## [Activity]
Every line below containing the word "ColumnSchema" should be found and copied.

======== Data in this exercise ========

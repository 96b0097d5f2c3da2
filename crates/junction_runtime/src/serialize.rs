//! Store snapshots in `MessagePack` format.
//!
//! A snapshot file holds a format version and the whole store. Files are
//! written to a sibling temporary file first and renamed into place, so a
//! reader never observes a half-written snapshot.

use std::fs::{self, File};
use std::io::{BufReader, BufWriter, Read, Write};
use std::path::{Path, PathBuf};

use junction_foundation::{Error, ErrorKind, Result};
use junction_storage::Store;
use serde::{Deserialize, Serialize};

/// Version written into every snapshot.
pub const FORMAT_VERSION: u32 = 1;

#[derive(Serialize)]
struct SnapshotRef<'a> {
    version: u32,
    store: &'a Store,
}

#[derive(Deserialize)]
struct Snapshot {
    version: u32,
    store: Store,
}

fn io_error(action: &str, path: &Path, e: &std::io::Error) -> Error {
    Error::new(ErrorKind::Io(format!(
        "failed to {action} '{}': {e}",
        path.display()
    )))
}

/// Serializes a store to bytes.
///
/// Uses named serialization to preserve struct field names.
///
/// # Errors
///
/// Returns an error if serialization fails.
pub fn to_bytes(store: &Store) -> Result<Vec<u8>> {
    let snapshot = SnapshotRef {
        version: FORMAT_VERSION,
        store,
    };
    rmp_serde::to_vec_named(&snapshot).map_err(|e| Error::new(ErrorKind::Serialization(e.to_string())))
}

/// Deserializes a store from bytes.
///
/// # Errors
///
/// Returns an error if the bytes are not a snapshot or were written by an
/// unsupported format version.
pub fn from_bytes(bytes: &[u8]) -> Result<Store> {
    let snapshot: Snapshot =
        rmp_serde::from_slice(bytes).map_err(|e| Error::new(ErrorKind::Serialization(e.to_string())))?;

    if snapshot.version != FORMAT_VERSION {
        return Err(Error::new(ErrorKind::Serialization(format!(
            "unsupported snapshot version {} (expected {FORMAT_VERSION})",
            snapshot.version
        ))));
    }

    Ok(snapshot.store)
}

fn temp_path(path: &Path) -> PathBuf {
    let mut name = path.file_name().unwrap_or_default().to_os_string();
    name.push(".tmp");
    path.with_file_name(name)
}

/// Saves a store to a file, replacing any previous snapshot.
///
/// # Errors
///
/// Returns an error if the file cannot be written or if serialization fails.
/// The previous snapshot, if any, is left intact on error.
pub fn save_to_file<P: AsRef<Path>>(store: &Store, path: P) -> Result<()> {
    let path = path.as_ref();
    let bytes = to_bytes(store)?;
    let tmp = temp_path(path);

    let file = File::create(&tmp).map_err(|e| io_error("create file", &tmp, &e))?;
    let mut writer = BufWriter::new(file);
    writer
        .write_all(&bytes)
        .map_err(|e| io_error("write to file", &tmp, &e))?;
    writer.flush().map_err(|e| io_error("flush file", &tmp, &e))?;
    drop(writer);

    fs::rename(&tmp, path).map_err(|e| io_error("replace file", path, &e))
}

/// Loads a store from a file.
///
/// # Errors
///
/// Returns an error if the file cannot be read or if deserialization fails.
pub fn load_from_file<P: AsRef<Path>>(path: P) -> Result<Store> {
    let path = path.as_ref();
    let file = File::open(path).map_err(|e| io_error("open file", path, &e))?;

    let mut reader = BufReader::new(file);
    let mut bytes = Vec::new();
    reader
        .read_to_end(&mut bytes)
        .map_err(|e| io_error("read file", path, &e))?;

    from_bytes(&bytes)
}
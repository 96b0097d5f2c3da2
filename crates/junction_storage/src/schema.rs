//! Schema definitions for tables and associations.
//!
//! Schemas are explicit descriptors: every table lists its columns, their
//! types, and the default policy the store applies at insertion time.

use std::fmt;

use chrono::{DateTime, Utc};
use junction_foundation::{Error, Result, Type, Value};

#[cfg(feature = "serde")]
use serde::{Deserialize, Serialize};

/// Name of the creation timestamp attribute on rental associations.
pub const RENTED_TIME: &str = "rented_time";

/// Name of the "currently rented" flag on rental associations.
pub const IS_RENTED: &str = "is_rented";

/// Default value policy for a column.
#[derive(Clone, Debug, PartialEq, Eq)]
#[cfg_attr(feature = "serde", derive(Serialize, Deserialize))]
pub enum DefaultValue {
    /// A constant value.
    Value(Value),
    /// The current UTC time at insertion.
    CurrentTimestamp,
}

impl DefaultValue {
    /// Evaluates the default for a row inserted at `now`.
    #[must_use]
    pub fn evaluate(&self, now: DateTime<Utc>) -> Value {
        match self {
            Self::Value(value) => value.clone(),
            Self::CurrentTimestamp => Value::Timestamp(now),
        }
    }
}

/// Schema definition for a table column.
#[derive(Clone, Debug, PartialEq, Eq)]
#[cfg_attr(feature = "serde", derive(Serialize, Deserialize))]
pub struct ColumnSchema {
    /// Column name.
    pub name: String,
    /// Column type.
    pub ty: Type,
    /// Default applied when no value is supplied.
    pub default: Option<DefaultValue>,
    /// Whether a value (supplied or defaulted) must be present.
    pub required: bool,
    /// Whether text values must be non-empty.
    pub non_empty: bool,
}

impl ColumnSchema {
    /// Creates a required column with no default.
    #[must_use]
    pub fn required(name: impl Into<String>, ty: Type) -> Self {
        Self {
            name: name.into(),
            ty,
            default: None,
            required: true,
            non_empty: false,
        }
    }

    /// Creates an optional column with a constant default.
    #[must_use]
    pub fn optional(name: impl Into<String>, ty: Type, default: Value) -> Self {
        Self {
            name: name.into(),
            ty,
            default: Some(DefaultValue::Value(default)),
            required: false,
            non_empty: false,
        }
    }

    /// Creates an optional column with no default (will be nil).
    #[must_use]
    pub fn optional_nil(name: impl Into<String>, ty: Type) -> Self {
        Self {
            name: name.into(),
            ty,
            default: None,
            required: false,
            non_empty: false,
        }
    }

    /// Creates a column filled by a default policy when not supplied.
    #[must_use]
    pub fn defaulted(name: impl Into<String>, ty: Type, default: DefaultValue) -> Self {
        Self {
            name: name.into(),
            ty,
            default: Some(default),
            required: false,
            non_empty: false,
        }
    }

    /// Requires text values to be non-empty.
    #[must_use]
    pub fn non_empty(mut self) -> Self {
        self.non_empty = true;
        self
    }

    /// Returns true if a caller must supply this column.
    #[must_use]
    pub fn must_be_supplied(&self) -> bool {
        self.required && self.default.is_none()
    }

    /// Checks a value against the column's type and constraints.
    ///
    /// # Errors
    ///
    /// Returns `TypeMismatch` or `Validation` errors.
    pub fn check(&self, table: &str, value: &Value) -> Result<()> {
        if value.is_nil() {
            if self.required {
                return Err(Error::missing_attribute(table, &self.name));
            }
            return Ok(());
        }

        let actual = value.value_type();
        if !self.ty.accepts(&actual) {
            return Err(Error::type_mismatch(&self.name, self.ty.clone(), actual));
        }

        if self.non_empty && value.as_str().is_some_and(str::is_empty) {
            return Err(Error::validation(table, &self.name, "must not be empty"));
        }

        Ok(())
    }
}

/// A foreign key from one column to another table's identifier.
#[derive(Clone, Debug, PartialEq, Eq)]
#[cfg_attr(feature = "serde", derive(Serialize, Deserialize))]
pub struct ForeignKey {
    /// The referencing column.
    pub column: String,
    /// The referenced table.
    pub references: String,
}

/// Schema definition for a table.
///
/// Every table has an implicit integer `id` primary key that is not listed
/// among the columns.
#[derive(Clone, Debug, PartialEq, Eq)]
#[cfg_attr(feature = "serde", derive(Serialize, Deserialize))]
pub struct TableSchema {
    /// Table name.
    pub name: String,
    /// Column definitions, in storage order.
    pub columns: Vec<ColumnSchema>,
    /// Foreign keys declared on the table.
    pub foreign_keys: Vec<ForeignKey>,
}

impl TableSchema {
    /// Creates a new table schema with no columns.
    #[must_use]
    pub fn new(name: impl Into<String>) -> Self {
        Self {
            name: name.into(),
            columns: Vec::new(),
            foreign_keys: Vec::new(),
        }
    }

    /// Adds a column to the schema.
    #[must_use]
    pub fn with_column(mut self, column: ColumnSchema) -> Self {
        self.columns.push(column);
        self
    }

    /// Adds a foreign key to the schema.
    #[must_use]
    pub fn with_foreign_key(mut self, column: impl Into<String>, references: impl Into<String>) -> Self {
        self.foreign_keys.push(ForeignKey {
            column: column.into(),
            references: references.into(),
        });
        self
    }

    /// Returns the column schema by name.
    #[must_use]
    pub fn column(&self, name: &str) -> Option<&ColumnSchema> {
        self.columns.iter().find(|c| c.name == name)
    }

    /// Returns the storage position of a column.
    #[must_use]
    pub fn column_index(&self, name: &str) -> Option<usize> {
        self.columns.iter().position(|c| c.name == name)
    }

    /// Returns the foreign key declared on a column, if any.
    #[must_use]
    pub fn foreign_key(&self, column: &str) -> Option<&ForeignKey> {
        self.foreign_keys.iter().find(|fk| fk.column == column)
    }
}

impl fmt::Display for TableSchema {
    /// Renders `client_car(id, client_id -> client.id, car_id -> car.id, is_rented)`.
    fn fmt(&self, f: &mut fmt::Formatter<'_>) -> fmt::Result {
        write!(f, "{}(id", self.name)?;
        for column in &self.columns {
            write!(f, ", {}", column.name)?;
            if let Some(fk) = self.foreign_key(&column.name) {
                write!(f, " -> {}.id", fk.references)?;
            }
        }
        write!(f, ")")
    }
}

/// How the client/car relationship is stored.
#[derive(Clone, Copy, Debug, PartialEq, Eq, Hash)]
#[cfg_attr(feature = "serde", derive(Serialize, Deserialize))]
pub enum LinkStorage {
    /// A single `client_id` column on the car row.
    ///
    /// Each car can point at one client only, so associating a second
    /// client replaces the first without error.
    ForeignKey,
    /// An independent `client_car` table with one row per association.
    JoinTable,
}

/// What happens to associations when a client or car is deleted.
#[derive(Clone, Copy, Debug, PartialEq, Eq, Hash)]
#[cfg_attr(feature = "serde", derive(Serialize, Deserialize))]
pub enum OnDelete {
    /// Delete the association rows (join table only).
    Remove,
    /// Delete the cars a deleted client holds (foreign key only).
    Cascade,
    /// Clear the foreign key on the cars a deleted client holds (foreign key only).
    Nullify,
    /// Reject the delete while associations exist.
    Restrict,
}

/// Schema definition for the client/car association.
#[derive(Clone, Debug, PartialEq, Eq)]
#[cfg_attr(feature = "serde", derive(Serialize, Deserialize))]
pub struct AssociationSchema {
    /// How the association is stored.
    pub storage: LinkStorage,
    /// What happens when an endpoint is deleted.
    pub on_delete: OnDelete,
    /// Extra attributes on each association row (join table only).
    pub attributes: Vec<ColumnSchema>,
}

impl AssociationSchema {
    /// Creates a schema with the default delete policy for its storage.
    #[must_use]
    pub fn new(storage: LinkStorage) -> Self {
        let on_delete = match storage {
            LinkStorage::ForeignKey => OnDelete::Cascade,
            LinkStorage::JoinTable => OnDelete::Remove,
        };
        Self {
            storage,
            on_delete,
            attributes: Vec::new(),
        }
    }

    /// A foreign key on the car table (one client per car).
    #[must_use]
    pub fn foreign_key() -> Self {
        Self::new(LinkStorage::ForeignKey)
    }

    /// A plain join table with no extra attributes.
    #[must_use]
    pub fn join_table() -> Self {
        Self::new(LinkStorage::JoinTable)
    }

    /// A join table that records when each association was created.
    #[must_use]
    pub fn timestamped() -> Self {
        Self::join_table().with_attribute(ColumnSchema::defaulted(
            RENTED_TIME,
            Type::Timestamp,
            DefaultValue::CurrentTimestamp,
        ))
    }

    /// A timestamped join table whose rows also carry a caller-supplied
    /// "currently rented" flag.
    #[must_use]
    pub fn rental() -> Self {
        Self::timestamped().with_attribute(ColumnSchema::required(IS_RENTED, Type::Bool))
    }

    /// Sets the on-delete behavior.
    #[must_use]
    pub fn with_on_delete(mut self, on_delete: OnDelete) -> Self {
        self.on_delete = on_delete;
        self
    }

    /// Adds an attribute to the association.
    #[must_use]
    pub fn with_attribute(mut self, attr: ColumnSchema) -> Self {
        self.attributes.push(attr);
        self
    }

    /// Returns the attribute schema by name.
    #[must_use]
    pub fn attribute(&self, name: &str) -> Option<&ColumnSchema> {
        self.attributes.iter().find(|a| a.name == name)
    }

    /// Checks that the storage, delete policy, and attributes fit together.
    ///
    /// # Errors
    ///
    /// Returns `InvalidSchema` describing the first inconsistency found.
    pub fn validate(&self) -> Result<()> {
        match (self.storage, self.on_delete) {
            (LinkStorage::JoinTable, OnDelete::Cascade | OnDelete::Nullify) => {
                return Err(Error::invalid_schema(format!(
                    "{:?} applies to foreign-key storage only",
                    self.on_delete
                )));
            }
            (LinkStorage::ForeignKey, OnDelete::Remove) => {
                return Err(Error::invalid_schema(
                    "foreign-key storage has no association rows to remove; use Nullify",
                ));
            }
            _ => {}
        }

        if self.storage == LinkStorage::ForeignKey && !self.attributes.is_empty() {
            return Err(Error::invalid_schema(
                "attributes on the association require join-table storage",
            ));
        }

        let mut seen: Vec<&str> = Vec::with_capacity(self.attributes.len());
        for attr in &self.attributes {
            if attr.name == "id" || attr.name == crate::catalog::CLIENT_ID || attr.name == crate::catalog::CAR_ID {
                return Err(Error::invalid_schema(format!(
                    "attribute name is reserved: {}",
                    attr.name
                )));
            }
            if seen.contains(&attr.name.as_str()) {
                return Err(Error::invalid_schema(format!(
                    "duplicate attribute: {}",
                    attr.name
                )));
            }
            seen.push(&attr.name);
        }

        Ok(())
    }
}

========

## [Output for this task]
pub struct ColumnSchema {
impl ColumnSchema {
    pub columns: Vec<ColumnSchema>,
    pub fn with_column(mut self, column: ColumnSchema) -> Self {
    pub fn column(&self, name: &str) -> Option<&ColumnSchema> {
    pub attributes: Vec<ColumnSchema>,
        Self::join_table().with_attribute(ColumnSchema::defaulted(
        Self::timestamped().with_attribute(ColumnSchema::required(IS_RENTED, Type::Bool))
    pub fn with_attribute(mut self, attr: ColumnSchema) -> Self {
    pub fn attribute(&self, name: &str) -> Option<&ColumnSchema> {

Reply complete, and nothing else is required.